Sabato 14 febbraio alle 17 il teatro comunale di via Brigata Sassari a Senorbì ospiterà l’incontro pubblico “Dialoghi sulla riforma costituzionale della giustizia”, promosso dal Comitato del No Sardegna. L’ingresso è libero. L’appuntamento si inserisce nel percorso di avvicinamento al referendum costituzionale confermativo sulla giustizia. Un momento di approfondimento e confronto sui contenuti della riforma. Ad aprire i lavori sarà il sindaco di Senorbì, Alessandro Pireddu, che farà gli onori di casa. Interverranno Paola Casula, consigliera regionale e sindaca di Guasila; l’avvocato Vittorio Delogu, componente del Comitato del No Sardegna; Simona Fanzecco della Cgil Cagliari; Mario Offredi dell’Anpi Trexenta; Francesco Parodo, giudice della Corte d’appello di Cagliari; Andrea Vacca, sostituto procuratore della Repubblica presso il Tribunale di Cagliari.

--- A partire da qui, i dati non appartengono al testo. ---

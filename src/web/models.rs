//! Contains the data models for API requests and responses.

use serde::de::{self, Deserializer};
use serde::{Deserialize, Serialize};

use crate::model::ListSummary;

/// Response of `GET /api/main`: the lists, or the error that prevented reading them.
#[derive(Serialize, Debug)]
pub struct MainInfoResponse {
    #[serde(rename = "userName")]
    pub user_name: String,
    #[serde(skip_serializing_if = "Option::is_none")]
    pub lists: Option<Vec<ListSummary>>,
    #[serde(skip_serializing_if = "Option::is_none")]
    pub error: Option<String>,
}

/// Optional `list` query parameter; blank selects the default list.
#[derive(Deserialize, Debug, Default)]
pub struct ListParam {
    #[serde(default)]
    pub list: Option<String>,
}

#[derive(Deserialize, Debug)]
pub struct NewListParams {
    pub name: String,
}

#[derive(Deserialize, Debug)]
pub struct NewTaskParams {
    pub name: String,
    #[serde(default)]
    pub list: Option<String>,
}

#[derive(Deserialize, Debug)]
pub struct DoneParams {
    #[serde(deserialize_with = "lenient_bool")]
    pub done: bool,
    #[serde(default)]
    pub list: Option<String>,
}

#[derive(Deserialize, Debug)]
pub struct DeleteTaskParams {
    pub id: String,
    #[serde(default)]
    pub list: Option<String>,
}

/// Body of `PUT /api/lists/{id}`.
#[derive(Deserialize, Debug)]
pub struct RenameListRequest {
    #[serde(default)]
    pub name: Option<String>,
}

/// Body of `PUT /api/tasks/{id}`.
#[derive(Deserialize, Debug)]
pub struct UpdateTaskRequest {
    #[serde(default)]
    pub list: Option<String>,
    #[serde(default)]
    pub task: Option<String>,
}

/// Form posted to the login and registration endpoints.
#[derive(Deserialize)]
pub struct CredentialsForm {
    pub username: String,
    #[serde(default)]
    pub password: Option<String>,
}

/// Accepts `true/false`, `on/off`, `yes/no` and `1/0`, case-insensitively.
fn lenient_bool<'de, D>(deserializer: D) -> Result<bool, D::Error>
where
    D: Deserializer<'de>,
{
    let raw = String::deserialize(deserializer)?;
    match raw.trim().to_ascii_lowercase().as_str() {
        "true" | "on" | "yes" | "1" => Ok(true),
        "false" | "off" | "no" | "0" => Ok(false),
        _ => Err(de::Error::invalid_value(
            de::Unexpected::Str(&raw),
            &"a boolean (true/false, on/off, yes/no, 1/0)",
        )),
    }
}

/// Represents a token request.
#[derive(Deserialize)]
pub struct AuthRequest {
    pub username: String,
    #[serde(default)]
    pub password: Option<String>,
}

/// Represents a token response.
#[derive(Serialize, Deserialize)]
pub struct AuthResponse {
    pub token: String,
}

#[cfg(test)]
mod tests {
    use super::*;
    use axum::extract::Query;
    use axum::http::Uri;

    fn done_of(query: &str) -> Option<bool> {
        let uri: Uri = format!("/api/tasks/done/t1?{query}").parse().unwrap();
        Query::<DoneParams>::try_from_uri(&uri)
            .ok()
            .map(|Query(params)| params.done)
    }

    #[test]
    fn done_accepts_common_boolean_spellings() {
        for raw in ["true", "TRUE", "on", "yes", "1"] {
            assert_eq!(done_of(&format!("done={raw}")), Some(true), "{raw}");
        }
        for raw in ["false", "Off", "no", "0"] {
            assert_eq!(done_of(&format!("done={raw}&list=work")), Some(false), "{raw}");
        }
        assert_eq!(done_of("done=maybe"), None);
        assert_eq!(done_of("list=work"), None);
    }
}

L’incontro si propone di offrire ai cittadini strumenti di analisi e spunti di riflessione su un tema centrale per l’assetto istituzionale del Paese, con particolare attenzione all’equilibrio tra i poteri dello Stato. Domenica 22 e lunedì 23 marzo gli elettori saranno chiamati a esprimersi sulla riforma che modifica alcuni articoli della Costituzione. Tra le norme oggetto della consultazione spiccano la separazione delle carriere tra magistrati, l'istituzione di due distinti Csm e l’avvio di un meccanismo di estrazione a sorte di alcuni componenti degli organi di autogoverno. Questo il quesito su cui le italiane e gli italiani aventi diritto al voto saranno chiamati ad esprimersi: “Approvate il testo della legge di revisione degli artt. 87, decimo comma, 102, primo comma, 104, 105, 106, terzo comma, 107, primo comma, e 110 della Costituzione approvata dal Parlamento e pubblicata nella Gazzetta Ufficiale del 30 ottobre 2025 con il titolo "Norme in materia di ordinamento giurisdizionale e di istituzione della Corte disciplinare”?”.